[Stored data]
::::

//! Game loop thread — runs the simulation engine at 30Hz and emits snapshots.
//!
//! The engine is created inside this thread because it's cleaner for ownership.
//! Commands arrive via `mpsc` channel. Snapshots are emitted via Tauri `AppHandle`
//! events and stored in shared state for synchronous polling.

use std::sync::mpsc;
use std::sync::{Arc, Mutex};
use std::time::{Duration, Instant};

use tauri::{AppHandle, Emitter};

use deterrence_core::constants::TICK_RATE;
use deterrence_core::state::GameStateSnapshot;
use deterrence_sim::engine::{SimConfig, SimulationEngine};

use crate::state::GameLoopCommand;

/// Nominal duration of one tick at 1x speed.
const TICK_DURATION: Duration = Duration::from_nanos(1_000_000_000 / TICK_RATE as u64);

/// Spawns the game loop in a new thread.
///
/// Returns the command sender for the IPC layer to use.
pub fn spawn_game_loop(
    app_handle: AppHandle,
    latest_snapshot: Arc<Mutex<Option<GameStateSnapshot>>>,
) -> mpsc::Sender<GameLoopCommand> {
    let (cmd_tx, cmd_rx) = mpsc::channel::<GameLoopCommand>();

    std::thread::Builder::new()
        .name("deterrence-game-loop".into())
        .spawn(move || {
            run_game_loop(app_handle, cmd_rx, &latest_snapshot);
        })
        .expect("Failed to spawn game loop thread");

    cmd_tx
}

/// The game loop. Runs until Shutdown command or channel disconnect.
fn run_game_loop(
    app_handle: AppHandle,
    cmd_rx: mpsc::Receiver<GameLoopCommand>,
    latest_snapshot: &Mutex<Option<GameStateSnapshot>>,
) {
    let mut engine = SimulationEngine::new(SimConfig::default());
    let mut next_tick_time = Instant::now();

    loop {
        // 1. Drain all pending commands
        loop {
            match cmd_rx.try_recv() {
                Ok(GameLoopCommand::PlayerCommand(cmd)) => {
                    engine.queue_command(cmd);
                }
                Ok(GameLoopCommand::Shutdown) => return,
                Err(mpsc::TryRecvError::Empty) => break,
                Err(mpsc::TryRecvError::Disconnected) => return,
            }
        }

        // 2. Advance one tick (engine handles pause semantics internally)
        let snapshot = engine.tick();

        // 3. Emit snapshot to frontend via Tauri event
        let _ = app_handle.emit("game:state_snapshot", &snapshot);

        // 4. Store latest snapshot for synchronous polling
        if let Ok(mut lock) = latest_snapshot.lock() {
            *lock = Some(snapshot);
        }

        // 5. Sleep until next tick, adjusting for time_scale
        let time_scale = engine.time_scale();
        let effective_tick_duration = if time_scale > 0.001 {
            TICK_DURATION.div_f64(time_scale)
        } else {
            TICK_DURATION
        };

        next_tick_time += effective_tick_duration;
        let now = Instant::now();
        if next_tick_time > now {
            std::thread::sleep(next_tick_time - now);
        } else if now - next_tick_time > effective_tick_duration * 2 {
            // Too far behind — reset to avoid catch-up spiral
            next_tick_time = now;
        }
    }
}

::::

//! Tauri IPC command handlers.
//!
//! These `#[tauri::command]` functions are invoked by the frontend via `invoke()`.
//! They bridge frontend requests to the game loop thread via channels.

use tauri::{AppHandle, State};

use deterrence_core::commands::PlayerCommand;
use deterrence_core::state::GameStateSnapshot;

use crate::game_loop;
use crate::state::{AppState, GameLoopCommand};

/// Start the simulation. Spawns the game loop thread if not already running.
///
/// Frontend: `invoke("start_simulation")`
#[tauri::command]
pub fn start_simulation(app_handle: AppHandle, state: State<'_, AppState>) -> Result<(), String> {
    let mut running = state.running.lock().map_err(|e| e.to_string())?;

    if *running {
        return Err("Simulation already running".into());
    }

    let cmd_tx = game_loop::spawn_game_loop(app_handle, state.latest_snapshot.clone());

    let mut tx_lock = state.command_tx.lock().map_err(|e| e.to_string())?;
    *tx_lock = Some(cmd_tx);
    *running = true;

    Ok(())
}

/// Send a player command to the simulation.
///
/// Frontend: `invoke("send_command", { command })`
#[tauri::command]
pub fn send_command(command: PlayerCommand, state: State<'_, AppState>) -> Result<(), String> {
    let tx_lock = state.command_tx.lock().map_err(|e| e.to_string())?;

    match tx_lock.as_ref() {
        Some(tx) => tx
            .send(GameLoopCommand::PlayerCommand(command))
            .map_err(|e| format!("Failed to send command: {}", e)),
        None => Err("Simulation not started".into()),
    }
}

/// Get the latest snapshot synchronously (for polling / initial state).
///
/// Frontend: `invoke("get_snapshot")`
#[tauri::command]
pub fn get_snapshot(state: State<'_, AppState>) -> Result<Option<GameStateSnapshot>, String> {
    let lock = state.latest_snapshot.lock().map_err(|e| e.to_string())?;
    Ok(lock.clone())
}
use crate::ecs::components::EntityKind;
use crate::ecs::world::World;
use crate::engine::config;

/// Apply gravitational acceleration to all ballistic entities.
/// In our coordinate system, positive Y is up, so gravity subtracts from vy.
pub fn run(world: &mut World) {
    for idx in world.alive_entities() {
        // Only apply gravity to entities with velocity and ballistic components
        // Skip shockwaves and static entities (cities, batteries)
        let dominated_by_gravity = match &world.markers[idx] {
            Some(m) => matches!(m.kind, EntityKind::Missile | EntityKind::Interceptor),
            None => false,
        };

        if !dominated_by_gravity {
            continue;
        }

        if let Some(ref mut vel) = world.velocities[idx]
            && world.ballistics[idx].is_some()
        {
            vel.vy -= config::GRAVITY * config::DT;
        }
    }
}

::::

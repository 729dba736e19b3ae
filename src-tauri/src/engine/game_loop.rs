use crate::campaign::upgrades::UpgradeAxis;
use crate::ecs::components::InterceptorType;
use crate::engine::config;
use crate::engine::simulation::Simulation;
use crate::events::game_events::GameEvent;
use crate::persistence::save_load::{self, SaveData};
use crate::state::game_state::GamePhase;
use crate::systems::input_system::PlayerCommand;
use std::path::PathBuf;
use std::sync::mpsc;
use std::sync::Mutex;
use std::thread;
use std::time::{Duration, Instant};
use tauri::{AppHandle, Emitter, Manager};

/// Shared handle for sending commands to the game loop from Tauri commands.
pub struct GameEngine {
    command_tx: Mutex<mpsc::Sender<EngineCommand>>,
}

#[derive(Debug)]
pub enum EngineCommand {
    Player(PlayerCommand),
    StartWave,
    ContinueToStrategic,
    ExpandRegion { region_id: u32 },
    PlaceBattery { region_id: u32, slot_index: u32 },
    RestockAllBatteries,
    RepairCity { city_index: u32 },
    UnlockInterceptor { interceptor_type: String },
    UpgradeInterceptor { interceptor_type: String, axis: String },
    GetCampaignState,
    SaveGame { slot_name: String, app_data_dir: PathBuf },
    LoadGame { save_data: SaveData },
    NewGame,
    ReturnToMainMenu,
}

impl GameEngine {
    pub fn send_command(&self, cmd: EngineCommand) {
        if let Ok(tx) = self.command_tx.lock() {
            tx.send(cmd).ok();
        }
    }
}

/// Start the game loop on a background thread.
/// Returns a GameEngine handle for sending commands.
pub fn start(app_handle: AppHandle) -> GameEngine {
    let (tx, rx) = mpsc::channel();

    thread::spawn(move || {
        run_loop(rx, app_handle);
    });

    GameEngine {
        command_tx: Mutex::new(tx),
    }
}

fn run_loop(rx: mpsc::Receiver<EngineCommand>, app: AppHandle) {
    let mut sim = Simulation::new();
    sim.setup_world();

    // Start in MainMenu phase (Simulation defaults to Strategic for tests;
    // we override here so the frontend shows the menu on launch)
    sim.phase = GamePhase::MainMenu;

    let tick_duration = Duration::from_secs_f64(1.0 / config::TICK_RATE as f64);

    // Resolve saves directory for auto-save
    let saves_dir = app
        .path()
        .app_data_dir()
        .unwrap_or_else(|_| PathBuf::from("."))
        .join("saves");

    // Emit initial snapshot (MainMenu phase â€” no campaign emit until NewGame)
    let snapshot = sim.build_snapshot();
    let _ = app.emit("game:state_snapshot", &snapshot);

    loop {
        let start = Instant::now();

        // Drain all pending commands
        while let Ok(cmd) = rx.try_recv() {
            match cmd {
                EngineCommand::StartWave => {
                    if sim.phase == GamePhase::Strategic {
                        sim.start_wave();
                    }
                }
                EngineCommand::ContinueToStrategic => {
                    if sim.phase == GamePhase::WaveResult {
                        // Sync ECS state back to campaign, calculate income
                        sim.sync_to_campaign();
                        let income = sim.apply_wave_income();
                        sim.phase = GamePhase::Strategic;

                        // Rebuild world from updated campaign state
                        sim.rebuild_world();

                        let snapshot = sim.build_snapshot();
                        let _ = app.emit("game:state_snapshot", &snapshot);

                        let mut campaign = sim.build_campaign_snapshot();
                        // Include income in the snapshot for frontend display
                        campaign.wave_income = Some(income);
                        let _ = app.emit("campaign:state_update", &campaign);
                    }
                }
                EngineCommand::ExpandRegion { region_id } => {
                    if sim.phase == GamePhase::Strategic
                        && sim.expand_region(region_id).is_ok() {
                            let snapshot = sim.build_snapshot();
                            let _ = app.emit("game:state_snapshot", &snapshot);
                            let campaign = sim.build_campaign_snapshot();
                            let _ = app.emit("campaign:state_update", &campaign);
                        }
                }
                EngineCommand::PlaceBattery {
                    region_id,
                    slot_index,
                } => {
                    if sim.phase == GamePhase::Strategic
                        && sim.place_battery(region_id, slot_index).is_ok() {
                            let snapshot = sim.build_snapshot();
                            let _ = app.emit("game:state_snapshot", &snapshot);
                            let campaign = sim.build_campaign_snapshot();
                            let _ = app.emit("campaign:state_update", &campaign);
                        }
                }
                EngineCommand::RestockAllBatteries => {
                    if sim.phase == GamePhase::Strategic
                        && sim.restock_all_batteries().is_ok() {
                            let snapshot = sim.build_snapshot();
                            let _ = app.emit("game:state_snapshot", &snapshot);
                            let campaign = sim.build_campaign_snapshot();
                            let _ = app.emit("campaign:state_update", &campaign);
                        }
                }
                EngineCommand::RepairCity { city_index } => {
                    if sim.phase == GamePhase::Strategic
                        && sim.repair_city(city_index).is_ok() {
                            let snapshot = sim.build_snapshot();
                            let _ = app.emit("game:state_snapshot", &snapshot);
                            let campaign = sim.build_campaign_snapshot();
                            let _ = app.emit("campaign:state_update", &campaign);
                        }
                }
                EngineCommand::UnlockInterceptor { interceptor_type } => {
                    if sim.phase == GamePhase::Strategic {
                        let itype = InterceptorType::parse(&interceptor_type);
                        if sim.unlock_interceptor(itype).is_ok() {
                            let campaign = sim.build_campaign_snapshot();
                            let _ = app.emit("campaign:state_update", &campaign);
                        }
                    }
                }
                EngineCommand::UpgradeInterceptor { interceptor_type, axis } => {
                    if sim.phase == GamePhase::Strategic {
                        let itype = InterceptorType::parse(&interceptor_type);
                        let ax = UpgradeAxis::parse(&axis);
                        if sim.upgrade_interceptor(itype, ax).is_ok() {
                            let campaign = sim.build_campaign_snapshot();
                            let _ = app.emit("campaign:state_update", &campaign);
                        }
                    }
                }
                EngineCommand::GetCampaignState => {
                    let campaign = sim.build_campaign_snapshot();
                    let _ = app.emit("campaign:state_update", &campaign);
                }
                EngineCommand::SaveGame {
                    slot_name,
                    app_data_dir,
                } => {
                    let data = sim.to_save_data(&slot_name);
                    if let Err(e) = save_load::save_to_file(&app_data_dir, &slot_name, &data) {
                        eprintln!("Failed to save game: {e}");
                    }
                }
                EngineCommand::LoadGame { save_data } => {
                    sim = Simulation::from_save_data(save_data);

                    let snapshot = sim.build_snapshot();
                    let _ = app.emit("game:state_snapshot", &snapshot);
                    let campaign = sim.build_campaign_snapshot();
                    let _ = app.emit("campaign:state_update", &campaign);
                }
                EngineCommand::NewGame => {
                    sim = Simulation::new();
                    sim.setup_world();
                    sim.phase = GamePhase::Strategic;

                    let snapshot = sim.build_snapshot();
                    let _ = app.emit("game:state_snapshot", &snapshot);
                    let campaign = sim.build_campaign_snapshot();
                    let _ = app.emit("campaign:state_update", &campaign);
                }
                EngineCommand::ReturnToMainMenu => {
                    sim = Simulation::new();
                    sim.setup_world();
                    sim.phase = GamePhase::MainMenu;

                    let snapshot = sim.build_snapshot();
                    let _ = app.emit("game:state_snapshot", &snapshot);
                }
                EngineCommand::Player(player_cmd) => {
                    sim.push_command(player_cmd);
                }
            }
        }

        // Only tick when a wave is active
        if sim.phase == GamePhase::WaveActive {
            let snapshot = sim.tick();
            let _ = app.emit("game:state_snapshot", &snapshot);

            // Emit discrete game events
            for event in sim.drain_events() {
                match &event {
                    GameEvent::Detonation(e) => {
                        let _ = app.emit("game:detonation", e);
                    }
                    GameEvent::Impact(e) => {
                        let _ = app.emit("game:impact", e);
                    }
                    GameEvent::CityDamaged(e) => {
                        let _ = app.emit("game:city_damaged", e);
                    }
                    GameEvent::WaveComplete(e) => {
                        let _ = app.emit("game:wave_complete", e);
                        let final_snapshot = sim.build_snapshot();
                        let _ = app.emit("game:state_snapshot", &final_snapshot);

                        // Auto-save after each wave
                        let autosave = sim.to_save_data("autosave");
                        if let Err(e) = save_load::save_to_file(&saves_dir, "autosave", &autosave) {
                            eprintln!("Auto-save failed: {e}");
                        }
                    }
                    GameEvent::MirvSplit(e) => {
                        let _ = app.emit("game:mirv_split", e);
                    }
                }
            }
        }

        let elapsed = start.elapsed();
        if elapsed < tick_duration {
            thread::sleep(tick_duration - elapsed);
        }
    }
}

::::

EXERCISE OBJECTIVE: Among the records above, a stretch begins at the line containing "and emits snapshots." and ends at the line containing "for synchronous polling.". Restate that stretch word for word, and nothing else.

TASK ANSWER:
//! Game loop thread — runs the simulation engine at 30Hz and emits snapshots.
//!
//! The engine is created inside this thread because it's cleaner for ownership.
//! Commands arrive via `mpsc` channel. Snapshots are emitted via Tauri `AppHandle`
//! events and stored in shared state for synchronous polling.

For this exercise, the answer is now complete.